//! Sample records and the path parsers that feed them.
//!
//! Listing pages link to `/people/{author}/sounds/{source_id}/` and detail
//! pages link to `/people/{author}/sounds/{source_id}/download/{full_name}`.
//! Served filenames follow `{source_id}__{author}__{title}.{ext}`.

use std::path::Path;

use serde::{Deserialize, Serialize};
use url::Url;

use crate::error::PathParseError;

/// Separator between the fields of a served filename.
pub const NAME_SEPARATOR: &str = "__";

const AUTHOR_MARKER: &str = "people";
const SAMPLE_MARKER: &str = "sounds";
const DOWNLOAD_MARKER: &str = "download";

/// One durable entry per ingested sample.
#[derive(Debug, Clone, Serialize, Deserialize, PartialEq, Eq)]
pub struct SampleRecord {
    /// Filename as served by the source
    pub full_name: String,

    /// `full_name` without the id/author prefixes and the extension
    pub base_name: String,
}

impl SampleRecord {
    /// Build the record for a freshly downloaded sample.
    pub fn from_download(link: &DownloadLink) -> Self {
        Self {
            full_name: link.full_name.clone(),
            base_name: base_name(&link.full_name, &link.source_id, &link.author),
        }
    }

    /// The authoritative dedup key derived from `full_name`.
    pub fn key(&self) -> Result<SampleKey, PathParseError> {
        SampleName::parse(&self.full_name).map(|name| name.key())
    }
}

/// Dedup key: lowercased author and source id.
#[derive(Debug, Clone, PartialEq, Eq, Hash, PartialOrd, Ord)]
pub struct SampleKey {
    pub author: String,
    pub source_id: String,
}

impl SampleKey {
    pub fn new(author: &str, source_id: &str) -> Self {
        Self {
            author: author.to_lowercase(),
            source_id: source_id.to_string(),
        }
    }
}

/// A listing-page link to a sample detail page.
#[derive(Debug, Clone, PartialEq, Eq)]
pub struct CandidateLink {
    /// Link as found in the listing
    pub href: String,
    pub author: String,
    pub source_id: String,
}

impl CandidateLink {
    /// Whether a listing href looks like a sample detail link.
    pub fn matches(href: &str) -> bool {
        href.contains("/people/") && href.contains("/sounds/")
    }

    pub fn parse(href: &str) -> Result<Self, PathParseError> {
        let segments = path_segments(href);
        expect_marker(href, &segments, 1, AUTHOR_MARKER)?;
        expect_marker(href, &segments, 3, SAMPLE_MARKER)?;

        Ok(Self {
            href: href.to_string(),
            author: required(href, &segments, 2, "author")?,
            source_id: required(href, &segments, 4, "source id")?,
        })
    }

    pub fn key(&self) -> SampleKey {
        SampleKey::new(&self.author, &self.source_id)
    }
}

/// The download anchor found on a detail page.
#[derive(Debug, Clone, PartialEq, Eq)]
pub struct DownloadLink {
    pub href: String,
    pub author: String,
    pub source_id: String,
    pub full_name: String,
}

impl DownloadLink {
    /// Whether a detail-page href is a download link.
    pub fn matches(href: &str) -> bool {
        href.contains("/download/")
    }

    pub fn parse(href: &str) -> Result<Self, PathParseError> {
        let segments = path_segments(href);
        expect_marker(href, &segments, 1, AUTHOR_MARKER)?;
        expect_marker(href, &segments, 3, SAMPLE_MARKER)?;
        expect_marker(href, &segments, 5, DOWNLOAD_MARKER)?;

        // The filename becomes a staging path, so it must stay a plain name.
        let full_name = required(href, &segments, 6, "filename")?;
        if full_name == "." || full_name == ".." {
            return Err(PathParseError::MissingField {
                path: href.to_string(),
                field: "filename",
            });
        }

        Ok(Self {
            href: href.to_string(),
            author: required(href, &segments, 2, "author")?,
            source_id: required(href, &segments, 4, "source id")?,
            full_name,
        })
    }

    pub fn key(&self) -> SampleKey {
        SampleKey::new(&self.author, &self.source_id)
    }
}

/// The three fields encoded in a served filename.
#[derive(Debug, Clone, PartialEq, Eq)]
pub struct SampleName<'a> {
    pub source_id: &'a str,
    pub author: &'a str,
    pub title: &'a str,
}

impl<'a> SampleName<'a> {
    pub fn parse(full_name: &'a str) -> Result<Self, PathParseError> {
        let parts: Vec<&str> = full_name.split(NAME_SEPARATOR).collect();
        match *parts.as_slice() {
            [source_id, author, title] => Ok(Self {
                source_id,
                author,
                title,
            }),
            _ => Err(PathParseError::SegmentCount {
                name: full_name.to_string(),
                parts: parts.len(),
            }),
        }
    }

    pub fn key(&self) -> SampleKey {
        SampleKey::new(self.author, self.source_id)
    }
}

/// Strip `{source_id}__`, then `{author}__` (case-insensitive), then the
/// extension from a served filename.
pub fn base_name(full_name: &str, source_id: &str, author: &str) -> String {
    let rest = full_name
        .strip_prefix(&format!("{source_id}{NAME_SEPARATOR}"))
        .unwrap_or(full_name);

    let author_prefix = format!("{author}{NAME_SEPARATOR}");
    let rest = strip_prefix_ignore_case(rest, &author_prefix).unwrap_or(rest);

    Path::new(rest)
        .file_stem()
        .and_then(|s| s.to_str())
        .unwrap_or(rest)
        .to_string()
}

/// Strip `prefix` from `text`, comparing char by char after lowercasing.
fn strip_prefix_ignore_case<'a>(text: &'a str, prefix: &str) -> Option<&'a str> {
    let mut chars = text.chars();
    let mut end = 0;
    for expected in prefix.chars() {
        let actual = chars.next()?;
        if !actual.to_lowercase().eq(expected.to_lowercase()) {
            return None;
        }
        end += actual.len_utf8();
    }
    text.get(end..)
}

/// Split the path portion of an absolute or relative href.
fn path_segments(href: &str) -> Vec<String> {
    let path = match Url::parse(href) {
        Ok(url) => url.path().to_string(),
        Err(_) => href.split(['?', '#']).next().unwrap_or(href).to_string(),
    };
    path.split('/').map(str::to_string).collect()
}

fn expect_marker(
    href: &str,
    segments: &[String],
    index: usize,
    expected: &'static str,
) -> Result<(), PathParseError> {
    match segments.get(index) {
        Some(segment) if segment == expected => Ok(()),
        _ => Err(PathParseError::MissingMarker {
            path: href.to_string(),
            expected,
        }),
    }
}

fn required(
    href: &str,
    segments: &[String],
    index: usize,
    field: &'static str,
) -> Result<String, PathParseError> {
    segments
        .get(index)
        .filter(|s| !s.is_empty())
        .cloned()
        .ok_or_else(|| PathParseError::MissingField {
            path: href.to_string(),
            field,
        })
}

#[cfg(test)]
mod tests {
    use super::*;

    #[test]
    fn test_candidate_link_parse() {
        let link = CandidateLink::parse("/people/Foo/sounds/123/").unwrap();
        assert_eq!(link.author, "Foo");
        assert_eq!(link.source_id, "123");
        assert_eq!(link.key(), SampleKey::new("foo", "123"));
    }

    #[test]
    fn test_candidate_link_absolute_url() {
        let link = CandidateLink::parse("https://freesound.org/people/foo/sounds/42/?x=1").unwrap();
        assert_eq!(link.source_id, "42");
    }

    #[test]
    fn test_candidate_link_rejects_author_listing() {
        let err = CandidateLink::parse("/people/foo/sounds/").unwrap_err();
        assert!(matches!(err, PathParseError::MissingField { field: "source id", .. }));
    }

    #[test]
    fn test_candidate_link_rejects_wrong_marker() {
        assert!(CandidateLink::parse("/people/foo/packs/123/").is_err());
    }

    #[test]
    fn test_download_link_parse() {
        let link =
            DownloadLink::parse("/people/foo/sounds/123/download/123__foo__kick.wav").unwrap();
        assert_eq!(link.author, "foo");
        assert_eq!(link.source_id, "123");
        assert_eq!(link.full_name, "123__foo__kick.wav");
    }

    #[test]
    fn test_download_link_requires_filename() {
        assert!(DownloadLink::parse("/people/foo/sounds/123/download/").is_err());
    }

    #[test]
    fn test_sample_name_parse() {
        let name = SampleName::parse("123__Foo__kick.wav").unwrap();
        assert_eq!(name.source_id, "123");
        assert_eq!(name.author, "Foo");
        assert_eq!(name.title, "kick.wav");
        assert_eq!(name.key(), SampleKey::new("foo", "123"));
    }

    #[test]
    fn test_sample_name_rejects_extra_separators() {
        let err = SampleName::parse("123__foo__big__kick.wav").unwrap_err();
        assert_eq!(
            err,
            PathParseError::SegmentCount {
                name: "123__foo__big__kick.wav".to_string(),
                parts: 4,
            }
        );
    }

    #[test]
    fn test_base_name() {
        assert_eq!(base_name("123__foo__kick.wav", "123", "foo"), "kick");
        assert_eq!(base_name("123__Foo__kick.v2.wav", "123", "foo"), "kick.v2");
        assert_eq!(base_name("kick.wav", "123", "foo"), "kick");
    }

    #[test]
    fn test_base_name_strips_non_ascii_author() {
        // 'İ' grows from two to three bytes when lowercased.
        assert_eq!(base_name("7__İlker__kick.wav", "7", "İlker"), "kick");
        assert_eq!(base_name("7__İLKER__kick.wav", "7", "İlker"), "kick");
        assert_eq!(base_name("7__Ölçer__kick.wav", "7", "ölçer"), "kick");
        assert_eq!(base_name("7__İl__kick.wav", "7", "İlker"), "İl__kick");
    }

    #[test]
    fn test_record_from_download() {
        let link = DownloadLink::parse("/people/Foo/sounds/9/download/9__Foo__snare.flac").unwrap();
        let record = SampleRecord::from_download(&link);
        assert_eq!(record.full_name, "9__Foo__snare.flac");
        assert_eq!(record.base_name, "snare");
        assert_eq!(record.key().unwrap(), SampleKey::new("foo", "9"));
    }
}
//! Deferred flush of the tracking document.

use std::ops::{Deref, DerefMut};

use crate::error::Result;
use crate::storage::TrackingStore;

/// Owns the store for the duration of a run and writes it exactly once.
///
/// Call [`flush`](Self::flush) on the normal exit path to surface write
/// errors. If the guard is dropped unflushed (early return, panic, or a
/// cancelled future) it saves from `Drop` and logs any failure.
#[derive(Debug)]
pub struct FlushGuard {
    store: TrackingStore,
    flushed: bool,
}

impl FlushGuard {
    pub fn new(store: TrackingStore) -> Self {
        Self {
            store,
            flushed: false,
        }
    }

    /// Write the store now. Later calls and the drop are no-ops.
    pub fn flush(&mut self) -> Result<()> {
        if self.flushed {
            return Ok(());
        }
        self.flushed = true;
        self.store.save()
    }
}

impl Deref for FlushGuard {
    type Target = TrackingStore;

    fn deref(&self) -> &TrackingStore {
        &self.store
    }
}

impl DerefMut for FlushGuard {
    fn deref_mut(&mut self) -> &mut TrackingStore {
        &mut self.store
    }
}

impl Drop for FlushGuard {
    fn drop(&mut self) {
        if self.flushed {
            return;
        }
        log::warn!("Run ended abnormally, flushing tracking document");
        if let Err(e) = self.flush() {
            log::error!("Failed to flush tracking document: {e}");
        }
    }
}
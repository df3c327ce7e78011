//! Per-sample detail page resolution and binary download.

use url::Url;

use crate::error::Result;
use crate::models::{CandidateLink, DownloadLink};
use crate::services::{WebClient, links};
use crate::storage::DedupIndex;
use crate::utils::resolve_url;

/// Classification of one fetch attempt.
#[derive(Debug)]
pub enum DownloadOutcome {
    /// The sample's raw bytes
    Binary { bytes: Vec<u8>, link: DownloadLink },
    /// HTML came back instead of audio: the session is not valid
    AuthFailure,
    /// The detail page has no usable download anchor
    NoDownloadLink,
    /// The download link names a sample that is already tracked
    AlreadyIngested(DownloadLink),
    /// The binary request answered with an error status
    Unavailable { link: DownloadLink, status: u16 },
}

/// Resolves candidates to downloads.
pub struct ItemFetcher<'a> {
    client: &'a dyn WebClient,
    site_url: Url,
}

impl<'a> ItemFetcher<'a> {
    pub fn new(client: &'a dyn WebClient, site_url: &str) -> Result<Self> {
        Ok(Self {
            client,
            site_url: Url::parse(site_url)?,
        })
    }

    /// Absolute URL of a candidate's detail page.
    pub fn detail_url(&self, candidate: &CandidateLink) -> String {
        resolve_url(&self.site_url, &candidate.href)
    }

    /// Fetch the detail page, then the binary unless `index` already knows it.
    ///
    /// Transport errors propagate; everything the site can answer is
    /// classified into a [`DownloadOutcome`].
    pub async fn fetch(
        &self,
        candidate: &CandidateLink,
        index: &DedupIndex,
    ) -> Result<DownloadOutcome> {
        let detail_url = self.detail_url(candidate);
        let detail = self.client.get(&detail_url).await?;

        let Some(href) = links::find_first_link(&detail.text(), DownloadLink::matches)? else {
            log::warn!("No download link found on {detail_url}");
            return Ok(DownloadOutcome::NoDownloadLink);
        };
        let link = match DownloadLink::parse(&href) {
            Ok(link) => link,
            Err(e) => {
                log::warn!("Unusable download link on {detail_url}: {e}");
                return Ok(DownloadOutcome::NoDownloadLink);
            }
        };

        if index.contains_filename(&link.full_name) || index.contains_key(&link.key()) {
            return Ok(DownloadOutcome::AlreadyIngested(link));
        }

        let response = self
            .client
            .get(&resolve_url(&self.site_url, &link.href))
            .await?;

        if response.is_html() {
            return Ok(DownloadOutcome::AuthFailure);
        }
        if !response.is_success() {
            return Ok(DownloadOutcome::Unavailable {
                status: response.status,
                link,
            });
        }

        Ok(DownloadOutcome::Binary {
            bytes: response.body,
            link,
        })
    }
}

#[cfg(test)]
mod tests {
    use super::*;
    use crate::models::{SampleKey, SampleRecord};
    use crate::services::testing::FakeWeb;

    const SITE: &str = "https://example.com";
    const DETAIL: &str = "https://example.com/people/foo/sounds/123/";
    const BINARY: &str = "https://example.com/people/foo/sounds/123/download/123__foo__kick.wav";

    fn candidate() -> CandidateLink {
        CandidateLink::parse("/people/foo/sounds/123/").unwrap()
    }

    fn detail_page() -> String {
        r#"<a href="/people/foo/">foo</a>
           <a href="/people/foo/sounds/123/download/123__foo__kick.wav">Download</a>"#
            .to_string()
    }

    #[tokio::test]
    async fn test_fetch_binary() {
        let web = FakeWeb::new()
            .html(DETAIL, &detail_page())
            .binary(BINARY, b"RIFF");
        let fetcher = ItemFetcher::new(&web, SITE).unwrap();

        match fetcher.fetch(&candidate(), &DedupIndex::default()).await.unwrap() {
            DownloadOutcome::Binary { bytes, link } => {
                assert_eq!(bytes, b"RIFF");
                assert_eq!(link.full_name, "123__foo__kick.wav");
            }
            other => panic!("expected binary, got {other:?}"),
        }
    }

    #[tokio::test]
    async fn test_html_binary_is_auth_failure() {
        let web = FakeWeb::new()
            .html(DETAIL, &detail_page())
            .html(BINARY, "<html>Please log in</html>");
        let fetcher = ItemFetcher::new(&web, SITE).unwrap();

        let outcome = fetcher.fetch(&candidate(), &DedupIndex::default()).await.unwrap();
        assert!(matches!(outcome, DownloadOutcome::AuthFailure));
    }

    #[tokio::test]
    async fn test_missing_download_link() {
        let web = FakeWeb::new().html(DETAIL, "<a href=\"/people/foo/\">foo</a>");
        let fetcher = ItemFetcher::new(&web, SITE).unwrap();

        let outcome = fetcher.fetch(&candidate(), &DedupIndex::default()).await.unwrap();
        assert!(matches!(outcome, DownloadOutcome::NoDownloadLink));
        assert_eq!(web.requests(), vec![DETAIL.to_string()]);
    }

    #[tokio::test]
    async fn test_known_filename_skips_binary() {
        let web = FakeWeb::new().html(DETAIL, &detail_page());
        let fetcher = ItemFetcher::new(&web, SITE).unwrap();

        let mut index = DedupIndex::default();
        index.insert(
            SampleKey::new("someone-else", "999"),
            &SampleRecord {
                full_name: "123__foo__kick.wav".to_string(),
                base_name: "kick".to_string(),
            },
        );

        let outcome = fetcher.fetch(&candidate(), &index).await.unwrap();
        assert!(matches!(outcome, DownloadOutcome::AlreadyIngested(_)));
        assert_eq!(web.request_count(BINARY), 0);
    }

    #[tokio::test]
    async fn test_error_status_is_unavailable() {
        let web = FakeWeb::new()
            .html(DETAIL, &detail_page())
            .status(BINARY, 404);
        let fetcher = ItemFetcher::new(&web, SITE).unwrap();

        let outcome = fetcher.fetch(&candidate(), &DedupIndex::default()).await.unwrap();
        assert!(matches!(outcome, DownloadOutcome::Unavailable { status: 404, .. }));
    }

    #[tokio::test]
    async fn test_detail_transport_error_propagates() {
        let web = FakeWeb::new();
        let fetcher = ItemFetcher::new(&web, SITE).unwrap();
        assert!(fetcher.fetch(&candidate(), &DedupIndex::default()).await.is_err());
    }
}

» **Task to complete**:
In the entries above, locate every line with the word "https" and copy it.

» **Solved problem**:
        let link = CandidateLink::parse("https://freesound.org/people/foo/sounds/42/?x=1").unwrap();
    const SITE: &str = "https://example.com";
    const DETAIL: &str = "https://example.com/people/foo/sounds/123/";
    const BINARY: &str = "https://example.com/people/foo/sounds/123/download/123__foo__kick.wav";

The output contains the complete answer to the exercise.